In Chapter 4, we assess the predictive performance of the machine learning (ML) methods most commonly used in environmental epidemiology compared to that of the Bayesian GR models. We consider random forests (RF), artificial neural networks (NN) and support vector regression (SVR) and recently proposed "spatial" ML methods, including random forest for spatial predictions (RFsp), geographical random forest (GRF) and convolutional neural networks (CNN). In depth evaluation is carried out via two case studies of estimating large-scale (pan-European) exposure maps of $NO_2$ and $PM_{2.5}$ concentration.
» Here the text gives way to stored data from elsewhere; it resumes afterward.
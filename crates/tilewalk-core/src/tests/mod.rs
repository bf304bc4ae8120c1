//! Cross-module tests for the tick pipeline and the camera.
//!
//! - `determinism.rs`: identical inputs give identical worlds, and the
//!   parallel world step agrees with stepping a lone body
//! - `integration.rs`: end-to-end scenarios in a walled room
//! - `properties.rs`: property tests over motion and contacts
//! - `helpers.rs`: room fixtures and spawn helpers

mod determinism;
mod helpers;

pub use helpers::*;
We assess and discuss the advantages and limitations associated with each modelling framework, focusing on their predictive ability, computational demand and ease of interpretation.
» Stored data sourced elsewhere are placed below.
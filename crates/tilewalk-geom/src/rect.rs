//! Rectangles and hitbox overrides.
//!
//! A [`Rect`] is a plain axis-aligned box. A [`Collider`] is what sprites and
//! entities carry: either just their raw box, or the raw box plus an override
//! hitbox that collision math should use instead. The [`Bounded`] trait lets
//! the primitives accept any of these (and bare points) uniformly.

use glam::Vec2;
use serde::{Deserialize, Serialize};

/// Axis-aligned rectangle in tile units.
///
/// `(x, y)` is the top-left corner; `y` grows downward. Width and height are
/// expected to be non-negative; nothing here checks it.
#[derive(Debug, Clone, Copy, Default, PartialEq, Serialize, Deserialize)]
pub struct Rect {
    /// Left edge
    pub x: f32,
    /// Top edge
    pub y: f32,
    /// Width
    pub w: f32,
    /// Height
    pub h: f32,
}

impl Rect {
    /// Create a rectangle from its top-left corner and size.
    #[must_use]
    pub const fn new(x: f32, y: f32, w: f32, h: f32) -> Self {
        Self { x, y, w, h }
    }

    /// Create a zero-size rectangle at a point.
    #[must_use]
    pub const fn point(p: Vec2) -> Self {
        Self::new(p.x, p.y, 0.0, 0.0)
    }

    /// Create a rectangle from a corner and a size vector.
    #[must_use]
    pub fn from_min_size(min: Vec2, size: Vec2) -> Self {
        Self::new(min.x, min.y, size.x, size.y)
    }

    /// Top-left corner.
    #[must_use]
    pub fn min(&self) -> Vec2 {
        Vec2::new(self.x, self.y)
    }

    /// Bottom-right corner.
    #[must_use]
    pub fn max(&self) -> Vec2 {
        Vec2::new(self.right(), self.bottom())
    }

    /// Width and height as a vector.
    #[must_use]
    pub fn size(&self) -> Vec2 {
        Vec2::new(self.w, self.h)
    }

    /// Right edge (`x + w`).
    #[must_use]
    pub fn right(&self) -> f32 {
        self.x + self.w
    }

    /// Bottom edge (`y + h`).
    #[must_use]
    pub fn bottom(&self) -> f32 {
        self.y + self.h
    }

    /// Geometric center.
    #[must_use]
    pub fn center(&self) -> Vec2 {
        Vec2::new(self.x + self.w / 2.0, self.y + self.h / 2.0)
    }

    /// The same rectangle moved by `delta`.
    #[must_use]
    pub fn translate(&self, delta: Vec2) -> Self {
        Self::new(self.x + delta.x, self.y + delta.y, self.w, self.h)
    }

    /// Smallest rectangle covering both `self` and `other`.
    #[must_use]
    pub fn union(&self, other: &Rect) -> Self {
        let min = self.min().min(other.min());
        let max = self.max().max(other.max());
        Self::from_min_size(min, max - min)
    }

    /// Grow the rectangle symmetrically about its center so that it is at
    /// least `min_size` on each axis. Axes already large enough are untouched.
    #[must_use]
    pub fn expand_to(&self, min_size: Vec2) -> Self {
        let mut out = *self;
        if out.w < min_size.x {
            out.x -= (min_size.x - out.w) / 2.0;
            out.w = min_size.x;
        }
        if out.h < min_size.y {
            out.y -= (min_size.y - out.h) / 2.0;
            out.h = min_size.y;
        }
        out
    }

    /// Apply a hitbox offset: each field of `offset` is added to the
    /// matching field of `self`.
    #[must_use]
    pub fn offset_by(&self, offset: &Rect) -> Self {
        Self::new(
            self.x + offset.x,
            self.y + offset.y,
            self.w + offset.w,
            self.h + offset.h,
        )
    }
}

/// Bounds of a sprite or entity, with an optional override hitbox.
///
/// When the override is present, collision math uses it instead of the raw
/// box unless the caller explicitly asks for the raw box. Whoever owns the
/// collider is responsible for keeping the override in sync with the raw box.
#[derive(Debug, Clone, Copy, PartialEq, Serialize, Deserialize)]
pub enum Collider {
    /// Only the raw box
    Raw(Rect),
    /// Raw box plus a hitbox that overrides it for collisions
    Override {
        /// Sprite-sized box
        raw: Rect,
        /// Box used for collisions
        hitbox: Rect,
    },
}

impl Collider {
    /// Collider with an override hitbox.
    #[must_use]
    pub const fn with_hitbox(raw: Rect, hitbox: Rect) -> Self {
        Self::Override { raw, hitbox }
    }

    /// The raw (sprite-sized) box.
    #[must_use]
    pub fn raw(&self) -> Rect {
        match self {
            Self::Raw(raw) | Self::Override { raw, .. } => *raw,
        }
    }

    /// Mutable access to the raw box.
    pub fn raw_mut(&mut self) -> &mut Rect {
        match self {
            Self::Raw(raw) | Self::Override { raw, .. } => raw,
        }
    }

    /// The override hitbox, if any.
    #[must_use]
    pub fn hitbox(&self) -> Option<Rect> {
        match self {
            Self::Raw(_) => None,
            Self::Override { hitbox, .. } => Some(*hitbox),
        }
    }

    /// Replace (or remove) the override hitbox.
    pub fn set_hitbox(&mut self, hitbox: Option<Rect>) {
        let raw = self.raw();
        *self = match hitbox {
            Some(hitbox) => Self::Override { raw, hitbox },
            None => Self::Raw(raw),
        };
    }

    /// The box collision math should use: the hitbox when present, else raw.
    #[must_use]
    pub fn effective(&self) -> Rect {
        self.bounds(true)
    }
}

impl From<Rect> for Collider {
    fn from(rect: Rect) -> Self {
        Self::Raw(rect)
    }
}

impl Default for Collider {
    fn default() -> Self {
        Self::Raw(Rect::default())
    }
}

/// Anything with axis-aligned bounds.
///
/// `use_override` selects the override hitbox when one exists; passing
/// `false` forces the raw box. Types without an override ignore the flag.
pub trait Bounded {
    /// Resolve to a concrete rectangle.
    fn bounds(&self, use_override: bool) -> Rect;
}

impl Bounded for Rect {
    fn bounds(&self, _use_override: bool) -> Rect {
        *self
    }
}

impl Bounded for Collider {
    fn bounds(&self, use_override: bool) -> Rect {
        match self {
            Self::Override { hitbox, .. } if use_override => *hitbox,
            _ => self.raw(),
        }
    }
}

/// A bare point behaves as a zero-size rectangle.
impl Bounded for Vec2 {
    fn bounds(&self, _use_override: bool) -> Rect {
        Rect::point(*self)
    }
}

impl<T: Bounded + ?Sized> Bounded for &T {
    fn bounds(&self, use_override: bool) -> Rect {
        (**self).bounds(use_override)
    }
}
In Chapter 5, we link a large database of raw pollutant data with novel remotely-sensed and CTM products within a Bayesian spatio-temporal (BST) modelling framework and for the first time estimate pan-European near surface concentrations of $PM_{2.5}$ and $PM_{10}$ at 1 $km^2$ spatial resolution from 2006 to 2019. We assess country-wise trends in $PM$ dynamics in the last 14 years and evaluate their compliance with the AQG thresholds set in 2005 by WHO.
In Chapter 6, we develop BST regression models to assess changes in surface $NO_2$ and $PM_{2.5}$ concentrations that followed the lockdown measures implemented by many European countries to stop the spread of the SARS-CoV-2 (COVID-19). We propose two different model formulations that enable to differentiate the variation due to seasonality and due to the lockdown policies. The one model compares the changes that occurred during the lockdown in 2020 with the ones during the same period in previous years. The other model adjusts for factors that contribute to each pollutants' formation, dispersion and transportation, such as weather conditions, local combustion sources and/or land surface characteristics.
The main contribution of the PhD thesis to the field of environmental epidemiology is a comprehensive evaluation and further development of model-based methodology for estimating air pollution exposure on large spatial scales, integrating information from monitors, satellites and chemical transport models. Furthermore, it generates a rigorous framework for policy assessment and provides data-driven evidence to support decision makers to develop locally adapted environment protection and public health strategies. This is achieved through: (i) spatial (geostatistical) and spatio-temporal Bayesian methodology for estimating air pollution exposure at high spatial resolution and large scale; (ii) precise pan-European estimates of $PM_{10}$, $PM_{2.5}$ and $NO_2$ concentration surfaces together with their corresponding prediction uncertainty; (iii) probabilistic statements at high geographical resolution about the areas that exceed the international AQGs thresholds; (iv) estimates of the total number of people living in regions that exceed the AQG limits; (v) assessment of the advantages and limitations associated with the state-of-the-art data-driven modelling approaches, including machine learning algorithms; (vi) Bayesian spatio-temporal methodology to assess the impact of COVID-19 lockdown policies on the air pollution burden.